As shown, the pawl 16 is engaged with the gear 20 to provide torque through the gear 20 when the ratchet head 10 is rotated in the drive direction D. When the ratchet head 10 is counter-rotated, in a slip direction S opposite the drive direction D, the pawl 16 shifts radially from the gear 20 so that the gear 20 is able to rotate relative to the pawl 16. The bias assembly 12 further includes a second spring 22, referred to herein as the engagement spring 22, that provides a force in the radial direction relative to the gear 20. As depicted in FIG. 1, the engagement spring 22 is generally a form of a leaf spring having first and second portions 22 a and 22 b that form a slight V-shape.

The function of the engagement spring 22 may be highlighted by reference to a prior art ratchet head 110 lacking the engagement spring 22, as shown in FIGS. 2 and 3. The ratchet head 110 includes ratchet body 111, first and second pawls 116, 118, and a selector spring 114. A selector (see FIG. 1) is utilized to selectively engage the pawls 116, 118 with a ratchet gear 120. In FIG. 2, the pawl 116 is shown engaged with the gear 120 so that rotation of the ratchet head 110 in the drive direction D provides torque drive through the gear 120 to a workpiece.
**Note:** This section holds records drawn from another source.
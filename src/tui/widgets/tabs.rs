//! TabBar Widget
//!
//! Tab strip used for the panel's section controls.
//!
//! # Features
//!
//! - Horizontal (expanded) or vertical (collapsed rail) layout
//! - Icon + label, or icon-only
//! - Active tab drawn in brackets with the active style
//! - `layout()` exposes the exact cell of every tab for mouse hit-testing

use ratatui::{
    buffer::Buffer,
    layout::Rect,
    style::{Color, Modifier, Style},
    text::Span,
    widgets::Widget,
};

/// Drawn between horizontal tabs
const SEPARATOR: &str = " │ ";

/// One tab: an icon and a label
#[derive(Debug, Clone, Copy)]
pub struct Tab<'a> {
    pub icon: &'a str,
    pub label: &'a str,
}

#[derive(Debug, Clone, Copy, PartialEq, Eq)]
pub enum Orientation {
    Horizontal,
    Vertical,
}

/// Tab bar widget
pub struct TabBar<'a> {
    /// Tabs in display order
    tabs: Vec<Tab<'a>>,
    /// Currently selected tab index
    selected: usize,
    /// Style for inactive tabs
    inactive_style: Style,
    /// Style for active tab
    active_style: Style,
    /// Drop labels, keep icons
    icons_only: bool,
    orientation: Orientation,
}

impl<'a> TabBar<'a> {
    /// Create a new horizontal TabBar
    pub fn new(tabs: Vec<Tab<'a>>, selected: usize) -> Self {
        Self {
            tabs,
            selected,
            inactive_style: Style::default().fg(Color::DarkGray),
            active_style: Style::default()
                .fg(Color::Cyan)
                .add_modifier(Modifier::BOLD),
            icons_only: false,
            orientation: Orientation::Horizontal,
        }
    }

    /// Set the inactive tab style
    pub fn inactive_style(mut self, style: Style) -> Self {
        self.inactive_style = style;
        self
    }

    /// Set the active tab style
    pub fn active_style(mut self, style: Style) -> Self {
        self.active_style = style;
        self
    }

    pub fn icons_only(mut self, icons_only: bool) -> Self {
        self.icons_only = icons_only;
        self
    }

    pub fn orientation(mut self, orientation: Orientation) -> Self {
        self.orientation = orientation;
        self
    }

    /// Text drawn for tab `i`
    fn tab_text(&self, i: usize) -> String {
        let tab = &self.tabs[i];
        let body = if self.icons_only {
            tab.icon.to_string()
        } else {
            format!("{} {}", tab.icon, tab.label)
        };

        let is_active = i == self.selected;
        if is_active {
            format!("[{}]", body)
        } else if self.orientation == Orientation::Vertical {
            // Keep the rail aligned with the bracketed entry
            format!(" {} ", body)
        } else {
            body
        }
    }

    /// Cell occupied by each tab inside `area`, clipped to it.
    ///
    /// A tab that does not fit gets a zero-width rect so indices stay aligned.
    pub fn layout(&self, area: Rect) -> Vec<Rect> {
        let mut cells = Vec::with_capacity(self.tabs.len());
        if area.width == 0 || area.height == 0 {
            cells.resize(self.tabs.len(), Rect::new(area.x, area.y, 0, 0));
            return cells;
        }

        match self.orientation {
            Orientation::Horizontal => {
                let sep_width = Span::raw(SEPARATOR).width() as u16;
                let right = area.right();
                let mut x = area.x;
                for i in 0..self.tabs.len() {
                    if i > 0 {
                        x = x.saturating_add(sep_width);
                    }
                    let width = Span::raw(self.tab_text(i)).width() as u16;
                    let start = x.min(right);
                    let visible = width.min(right - start);
                    cells.push(Rect::new(start, area.y, visible, 1));
                    x = x.saturating_add(width);
                }
            }
            Orientation::Vertical => {
                for i in 0..self.tabs.len() {
                    let y = area.y.saturating_add(i as u16);
                    if y >= area.bottom() {
                        cells.push(Rect::new(area.x, area.bottom(), 0, 0));
                        continue;
                    }
                    let width = Span::raw(self.tab_text(i)).width() as u16;
                    cells.push(Rect::new(area.x, y, width.min(area.width), 1));
                }
            }
        }

        cells
    }
}

impl Widget for TabBar<'_> {
    fn render(self, area: Rect, buf: &mut Buffer) {
        if area.width == 0 || area.height == 0 || self.tabs.is_empty() {
            return;
        }

        let cells = self.layout(area);
        for (i, cell) in cells.iter().enumerate() {
            if cell.width == 0 {
                continue;
            }

            // Separator before non-first horizontal tabs
            if i > 0 && self.orientation == Orientation::Horizontal {
                let prev = cells[i - 1];
                let gap = cell.x.saturating_sub(prev.right());
                if gap > 0 {
                    buf.set_stringn(
                        prev.right(),
                        area.y,
                        SEPARATOR,
                        gap as usize,
                        self.inactive_style,
                    );
                }
            }

            let style = if i == self.selected {
                self.active_style
            } else {
                self.inactive_style
            };
            buf.set_stringn(cell.x, cell.y, self.tab_text(i), cell.width as usize, style);
        }
    }
}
FIG. 3 illustrates the movement of the pawl 116 when the ratchet head 110 is counter-rotated in the slip direction S. Counter-rotation causes teeth 130 of the gear 120 to cam against teeth 132 of the pawl 116 to force the pawl 116 out of engagement, thereby compressing the selector spring 114. That is, counter-rotation forces the pawl 116 to rotate partially with the gear 120, as well as to shift radially outward toward a wall 134 formed on the ratchet head 110 within the cavity 136 in which the components are located.
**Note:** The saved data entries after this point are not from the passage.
//! Panel configuration (YAML)
//!
//! ```yaml
//! collapsed: false
//! tick_rate_ms: 100
//! portfolio:
//!   currency: USD
//!   holdings:
//!     - symbol: AAPL
//!       quantity: 10
//!       price: 190.5
//!       cost_basis: 150.0
//! assistant:
//!   languages: [en, es, ja]
//!   default_language: en
//! ```

use std::collections::HashSet;
use std::fmt;
use std::path::Path;

use once_cell::sync::Lazy;
use regex::Regex;
use serde::{Deserialize, Serialize};

use crate::error::{PanelError, Result};

/// File looked up in the working directory when no `--config` is given
pub const DEFAULT_CONFIG_FILE: &str = "portfolio-panel.yaml";

/// Ticker symbols: uppercase alphanumerics, dots and dashes (e.g. `BRK.B`)
static SYMBOL_RE: Lazy<Regex> =
    Lazy::new(|| Regex::new(r"^[A-Z0-9][A-Z0-9.\-]{0,9}$").expect("valid regex"));

#[derive(Debug, Clone, Serialize, Deserialize)]
#[serde(default, deny_unknown_fields)]
pub struct PanelConfig {
    /// Initial value of the container-owned collapsed flag
    pub collapsed: bool,
    /// Event poll timeout for the interactive loop
    pub tick_rate_ms: u64,
    pub portfolio: PortfolioConfig,
    pub assistant: AssistantConfig,
}

impl Default for PanelConfig {
    fn default() -> Self {
        Self {
            collapsed: false,
            tick_rate_ms: 100,
            portfolio: PortfolioConfig::default(),
            assistant: AssistantConfig::default(),
        }
    }
}

#[derive(Debug, Clone, Serialize, Deserialize)]
#[serde(default, deny_unknown_fields)]
pub struct PortfolioConfig {
    pub currency: String,
    pub holdings: Vec<Holding>,
}

impl Default for PortfolioConfig {
    fn default() -> Self {
        Self {
            currency: "USD".to_string(),
            holdings: vec![
                Holding::new("AAPL", 12.0, 189.84, Some(145.20)),
                Holding::new("MSFT", 8.0, 415.50, Some(380.00)),
                Holding::new("NVDA", 5.0, 118.11, Some(131.40)),
                Holding::new("VTI", 20.0, 268.02, None),
            ],
        }
    }
}

#[derive(Debug, Clone, PartialEq, Serialize, Deserialize)]
#[serde(deny_unknown_fields)]
pub struct Holding {
    pub symbol: String,
    pub quantity: f64,
    pub price: f64,
    #[serde(default)]
    pub cost_basis: Option<f64>,
}

impl Holding {
    pub fn new(symbol: &str, quantity: f64, price: f64, cost_basis: Option<f64>) -> Self {
        Self {
            symbol: symbol.to_string(),
            quantity,
            price,
            cost_basis,
        }
    }

    pub fn market_value(&self) -> f64 {
        self.quantity * self.price
    }

    /// Unrealized gain, if a cost basis is known
    pub fn gain(&self) -> Option<f64> {
        self.cost_basis
            .map(|cost| (self.price - cost) * self.quantity)
    }
}

#[derive(Debug, Clone, Serialize, Deserialize)]
#[serde(default, deny_unknown_fields)]
pub struct AssistantConfig {
    pub languages: Vec<Language>,
    pub default_language: Language,
}

impl Default for AssistantConfig {
    fn default() -> Self {
        Self {
            languages: Language::ALL.to_vec(),
            default_language: Language::En,
        }
    }
}

/// Languages the chat interface can answer in
#[derive(Debug, Clone, Copy, PartialEq, Eq, Hash, Serialize, Deserialize)]
#[serde(rename_all = "lowercase")]
pub enum Language {
    En,
    Es,
    Fr,
    De,
    Pt,
    Ja,
}

impl Language {
    pub const ALL: [Language; 6] = [
        Language::En,
        Language::Es,
        Language::Fr,
        Language::De,
        Language::Pt,
        Language::Ja,
    ];

    pub fn code(&self) -> &'static str {
        match self {
            Language::En => "en",
            Language::Es => "es",
            Language::Fr => "fr",
            Language::De => "de",
            Language::Pt => "pt",
            Language::Ja => "ja",
        }
    }

    /// Native display name
    pub fn name(&self) -> &'static str {
        match self {
            Language::En => "English",
            Language::Es => "Español",
            Language::Fr => "Français",
            Language::De => "Deutsch",
            Language::Pt => "Português",
            Language::Ja => "日本語",
        }
    }

    pub fn greeting(&self) -> &'static str {
        match self {
            Language::En => "Hello! Ask me about your portfolio.",
            Language::Es => "¡Hola! Pregúntame sobre tu cartera.",
            Language::Fr => "Bonjour ! Posez-moi une question sur votre portefeuille.",
            Language::De => "Hallo! Frag mich zu deinem Portfolio.",
            Language::Pt => "Olá! Pergunte-me sobre sua carteira.",
            Language::Ja => "こんにちは！ポートフォリオについて質問してください。",
        }
    }

    /// Local acknowledgement for a submitted message
    pub fn reply(&self, message: &str) -> String {
        match self {
            Language::En => format!("Received: {}", message),
            Language::Es => format!("Recibido: {}", message),
            Language::Fr => format!("Reçu : {}", message),
            Language::De => format!("Erhalten: {}", message),
            Language::Pt => format!("Recebido: {}", message),
            Language::Ja => format!("受信しました: {}", message),
        }
    }
}

impl fmt::Display for Language {
    fn fmt(&self, f: &mut fmt::Formatter<'_>) -> fmt::Result {
        write!(f, "{}", self.code())
    }
}

impl PanelConfig {
    /// Load and validate a config file
    pub fn load(path: &Path) -> Result<Self> {
        let config = Self::read(path)?;
        config.validate()?;
        tracing::debug!(path = %path.display(), "config loaded");
        Ok(config)
    }

    /// Parse a config file without validating it
    pub fn read(path: &Path) -> Result<Self> {
        if !path.exists() {
            return Err(PanelError::ConfigNotFound {
                path: path.display().to_string(),
            });
        }
        let yaml = std::fs::read_to_string(path)?;
        Ok(serde_yaml::from_str(&yaml)?)
    }

    /// Resolve the config: explicit path, then `./portfolio-panel.yaml`, then defaults
    pub fn discover(explicit: Option<&Path>) -> Result<Self> {
        if let Some(path) = explicit {
            return Self::load(path);
        }
        let local = Path::new(DEFAULT_CONFIG_FILE);
        if local.exists() {
            return Self::load(local);
        }
        tracing::debug!("no config file found, using defaults");
        Ok(Self::default())
    }

    pub fn from_yaml(yaml: &str) -> Result<Self> {
        let config: PanelConfig = serde_yaml::from_str(yaml)?;
        config.validate()?;
        Ok(config)
    }

    /// Collect every problem, not just the first one
    pub fn problems(&self) -> Vec<String> {
        let mut problems = Vec::new();

        if self.tick_rate_ms == 0 {
            problems.push("tick_rate_ms must be greater than 0".to_string());
        }

        if self.portfolio.currency.trim().is_empty() {
            problems.push("portfolio.currency must not be empty".to_string());
        }

        let mut seen = HashSet::new();
        for holding in &self.portfolio.holdings {
            if !SYMBOL_RE.is_match(&holding.symbol) {
                problems.push(format!("invalid symbol '{}'", holding.symbol));
            }
            if !seen.insert(holding.symbol.as_str()) {
                problems.push(format!("duplicate symbol '{}'", holding.symbol));
            }
            if holding.quantity < 0.0 || !holding.quantity.is_finite() {
                problems.push(format!("{}: quantity must be >= 0", holding.symbol));
            }
            if holding.price < 0.0 || !holding.price.is_finite() {
                problems.push(format!("{}: price must be >= 0", holding.symbol));
            }
            if matches!(holding.cost_basis, Some(c) if c < 0.0 || !c.is_finite()) {
                problems.push(format!("{}: cost_basis must be >= 0", holding.symbol));
            }
        }

        if self.assistant.languages.is_empty() {
            problems.push("assistant.languages must not be empty".to_string());
        } else if !self
            .assistant
            .languages
            .contains(&self.assistant.default_language)
        {
            problems.push(format!(
                "assistant.default_language '{}' is not in assistant.languages",
                self.assistant.default_language
            ));
        }

        problems
    }

    pub fn validate(&self) -> Result<()> {
        let problems = self.problems();
        if problems.is_empty() {
            Ok(())
        } else {
            Err(PanelError::InvalidConfig {
                details: problems.join("; "),
            })
        }
    }
}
When the counter-rotation initially begins, the pawl 116 simply rotates to the position shown in FIG. 3. In the shown form of the ratchet head 110, the pawl 116 rotates until a rear portion 116 a comes into contact with a fixed structure of the ratchet head, such as wall 138. Were the ratchet tool released at this point, the bias of the selector spring 114 would cause the gear 120 and pawl 116 to return to the position shown in FIG. 2, though such would not provide torque drive to the workpiece. Counter-rotation beyond that shown in FIG. 3 is required in order for the teeth 132 of the pawl 116 to click, slip, or ratchet over the teeth 130 of the gear 120, which is necessary for the desired ratchet action of the tool. The relative rotational movement between the position shown in FIG. 2 and the position FIG. 3 essentially allows for no ratcheting, nor any torque drive; it is this movement that is referred to as play, and this movement is wasted motion. As shown, this wasted motion may be 13 degrees rotation or more. As described above, for use of a ratchet tool in an environment that allows only a relatively small angular sweep, such wasted motion can be significant.
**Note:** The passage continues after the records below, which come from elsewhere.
//! Error types with fix suggestions
//!
//! The panel itself never fails. Everything here belongs to the binary
//! surface: config loading, terminal setup and headless rendering.

use thiserror::Error;

/// Trait for errors that provide fix suggestions
pub trait FixSuggestion {
    fn fix_suggestion(&self) -> Option<&str>;
}

#[derive(Error, Debug)]
pub enum PanelError {
    #[error("IO error: {0}")]
    Io(#[from] std::io::Error),

    // ─────────────────────────────────────────────────────────────
    // Config errors
    // ─────────────────────────────────────────────────────────────
    #[error("Config file not found: {path}")]
    ConfigNotFound { path: String },

    #[error("Config parse error: {0}")]
    ConfigParse(#[from] serde_yaml::Error),

    #[error("Invalid config: {details}")]
    InvalidConfig { details: String },

    // ─────────────────────────────────────────────────────────────
    // Terminal errors
    // ─────────────────────────────────────────────────────────────
    #[error("Terminal error: {reason}")]
    Terminal { reason: String },

    #[error("Invalid render size {width}x{height}")]
    InvalidSize { width: u16, height: u16 },

    #[error("JSON output error: {0}")]
    Json(#[from] serde_json::Error),
}

impl FixSuggestion for PanelError {
    fn fix_suggestion(&self) -> Option<&str> {
        match self {
            PanelError::Io(_) => None,
            PanelError::ConfigNotFound { .. } => {
                Some("Check the --config path, or omit it to use built-in defaults")
            }
            PanelError::ConfigParse(_) => Some("Check YAML syntax: indentation and field names"),
            PanelError::InvalidConfig { .. } => {
                Some("Run `portfolio-panel check-config <file>` to see every problem")
            }
            PanelError::Terminal { .. } => {
                Some("Run inside an interactive terminal, or use `portfolio-panel render`")
            }
            PanelError::InvalidSize { .. } => Some("Width must be at least 8 and height at least 4"),
            PanelError::Json(_) => None,
        }
    }
}

pub type Result<T> = std::result::Result<T, PanelError>;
The ratchet head 10 of FIG. 1 reduces or eliminates such wasted motion. Broadly speaking, a ratchet tool would require a minimum of counter-rotation in order to have a pawl ratchet over the ratchet gear. For a toothed pawl and a toothed gear, the amount of counter-rotation required is that which causes a specific tooth of the pawl received between first and second adjacent teeth of the ratchet gear to shift out from between the adjacent teeth, and shift to a position between the second tooth and a third tooth. In an arrangement ideal for minimizing play, the counter-rotation required for a pawl tooth to ratchet over a single gear tooth is the angular length of one of the teeth. In such an arrangement, the pawl would move radially outward, and only radially outward, from the ratchet gear when counter-rotation occurs.

While such would minimize play, such an arrangement would not be ideal for operation of the entire ratchet tool assembly as a whole. As can be seen from the FIG. 1, it is common for drive rotation to press the engaged pawl 16 against the wall 34 or, more specifically, to compress the pawl 16 between the wall 34 and the gear 20. This allows increased torque applied to the tool to increase the pressure and, hence, gripping between the teeth of the pawl 16 and gear 20. In order to construct a ratchet assembly that minimizes play as described above, the wall 34 would have to be eliminated so that a pawl would move only radially. While some prior art devices have attempted geometries that allow the pawl to move only radially, these require a guide channel that the sides of the pawl slide within. This causes excessive wear and can cause binding of the pawl with the walls, effectively ruining the tool itself. It further requires a selector that can move both pawls simultaneously, and requires a large ratchet head.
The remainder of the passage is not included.